Apoptosis, or programmed cell death, is a biochemical process that is mediated by a multitude of cellular proteins to have the proper balance of cell growth and cell death. Altered apoptosis can give rise to cancer; tumors arise due to the ability of cancer cells to bypass the normal apoptotic pathways. Bcl-xL, an anti-apoptotic protein, and Bax, a pro-apoptotic protein, are expressed in a wide array of tissues at many developmental stages. Several breast cancer cell lines and primary breast tumors overexpress Bcl-xL. We hypothesize that Bcl-xL can accelerate tumor formation in the mouse mammary gland, while Bax can limit this progression. Since tumor formation is dependent upon the interactions of a variety of cell types within the mammary gland, mouse models are necessary to determine the functions of Bcl-xL and Bax in mice that are susceptible to tumor formation.

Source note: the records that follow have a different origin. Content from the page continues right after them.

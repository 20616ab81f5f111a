//! `join` and `stack` against side files.

use std::fs;

use tranfi_exec::{Channel, ExecError, Pipeline};
use tranfi_planner::compile;

fn mk_lookup(dir: &tempfile::TempDir, name: &str, body: &str) -> String {
    let path = dir.path().join(name);
    fs::write(&path, body).expect("write lookup file");
    path.to_string_lossy().into_owned()
}

fn mk_run(dsl: &str, input: &str) -> Result<(String, String), ExecError> {
    let plan = compile(dsl)?;
    let mut p = Pipeline::new(&plan)?;
    p.push(input.as_bytes())?;
    p.finish()?;
    let main = String::from_utf8_lossy(&p.drain(Channel::Main)?).into_owned();
    let errors = String::from_utf8_lossy(&p.drain(Channel::Errors)?).into_owned();
    Ok((main, errors))
}

const PEOPLE: &str = "id,name\n1,Alice\n2,Bob\n3,Cara\n";

#[test]
fn test_inner_join_keeps_matches_only() {
    let dir = tempfile::tempdir().expect("tempdir");
    let cities = mk_lookup(&dir, "cities.csv", "id,city\n1,Rome\n3,Oslo\n4,Lima\n");
    let (main, _) = mk_run(&format!("csv | join {cities} on id | csv"), PEOPLE).expect("run");
    assert_eq!(main, "id,name,city\n1,Alice,Rome\n3,Cara,Oslo\n");
}

#[test]
fn test_left_join_preserves_row_count() {
    let dir = tempfile::tempdir().expect("tempdir");
    let cities = mk_lookup(&dir, "cities.csv", "id,city\n1,Rome\n3,Oslo\n");
    let (main, _) =
        mk_run(&format!("csv | join {cities} on id --left | csv"), PEOPLE).expect("run");
    assert_eq!(main, "id,name,city\n1,Alice,Rome\n2,Bob,\n3,Cara,Oslo\n");
}

#[test]
fn test_join_with_renamed_key_and_collisions() {
    let dir = tempfile::tempdir().expect("tempdir");
    let extra = mk_lookup(
        &dir,
        "extra.jsonl",
        "{\"person\":2,\"name\":\"Robert\",\"age\":40}\n",
    );
    let (main, _) =
        mk_run(&format!("csv | join {extra} on id=person | csv"), PEOPLE).expect("run");
    assert_eq!(main, "id,name,name_right,age\n2,Bob,Robert,40\n");
}

#[test]
fn test_missing_lookup_file_is_fatal() {
    let err = mk_run("csv | join /nonexistent/lookup.csv on id | csv", PEOPLE)
        .expect_err("missing file");
    assert!(matches!(err, ExecError::Operator(_)), "{err}");
    assert!(err.to_string().contains("/nonexistent/lookup.csv"), "{err}");
}

#[test]
fn test_stack_appends_tagged_rows() {
    let dir = tempfile::tempdir().expect("tempdir");
    let more = mk_lookup(&dir, "more.csv", "id,name\n9,Zed\n");
    let (main, _) = mk_run(
        &format!("csv | stack {more} --tag src --tag-value extra | csv"),
        "id,name\n1,Alice\n",
    )
    .expect("run");
    assert_eq!(main, "id,name,src\n1,Alice,input\n9,Zed,extra\n");

    let (main, _) = mk_run(&format!("csv | stack {more} | csv"), "id,name\n1,Alice\n").expect("run");
    assert_eq!(main, "id,name\n1,Alice\n9,Zed\n");
}
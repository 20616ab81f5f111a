//! Expression language used by `filter`, `derive`, and `validate`.
//!
//! An `Expression` keeps the source text next to the parsed AST. It serializes
//! as the source string, so plans round-trip losslessly, and it is parsed
//! exactly once when the plan is built.

pub mod ast;
pub mod eval;
pub mod functions;
pub mod lexer;
pub mod parser;

use std::fmt;

use serde::{Deserialize, Serialize};

use crate::error::Error;
use crate::row::Row;
use crate::value::Value;

pub use ast::{BinaryOp, Expr, UnaryOp};
pub use eval::truthy;
pub use functions::Func;
pub use parser::parse;

#[derive(Debug, Clone, PartialEq, Serialize, Deserialize)]
#[serde(try_from = "String", into = "String")]
pub struct Expression {
    source: String,
    ast: Expr,
}

impl Expression {
    pub fn parse(source: &str) -> Result<Self, Error> {
        let ast = parser::parse(source)
            .map_err(|e| Error::Expr(format!("cannot parse '{source}': {e}")))?;
        Ok(Self {
            source: source.to_string(),
            ast,
        })
    }

    pub fn source(&self) -> &str {
        &self.source
    }

    pub fn ast(&self) -> &Expr {
        &self.ast
    }

    pub fn eval(&self, row: &Row) -> Value {
        eval::eval(&self.ast, row)
    }

    /// Evaluate and apply filter truthiness.
    pub fn matches(&self, row: &Row) -> bool {
        truthy(&self.eval(row))
    }
}

impl TryFrom<String> for Expression {
    type Error = Error;

    fn try_from(s: String) -> Result<Self, Self::Error> {
        Expression::parse(&s)
    }
}

impl From<Expression> for String {
    fn from(e: Expression) -> Self {
        e.source
    }
}

impl fmt::Display for Expression {
    fn fmt(&self, f: &mut fmt::Formatter<'_>) -> fmt::Result {
        f.write_str(&self.source)
    }
}

#[cfg(test)]
mod tests {
    use super::*;

    #[test]
    fn serializes_as_source() {
        let e = Expression::parse("age > 1").expect("parse");
        assert_eq!(serde_json::to_string(&e).expect("ser"), "\"age > 1\"");
        let back: Expression = serde_json::from_str("\"age > 1\"").expect("de");
        assert_eq!(back, e);
    }

    #[test]
    fn bad_source_fails_deserialization() {
        assert!(serde_json::from_str::<Expression>("\"age >\"").is_err());
    }
}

Female transgenic MMTV-neu mouse form mammary gland tumors by 4 months of age. We have isolated mammary gland tumors generated from this line and are characterizing gene expression by RT-PCR and protein expression by immunohistochemistry for cell proliferation (akt) and cell death (bax, bcl-x, bad) proteins. We are also determining whether overexpression of bax in WAP-bax; MMTV-neu bi-transgenic mice can reduce the progression of mammary gland tumors.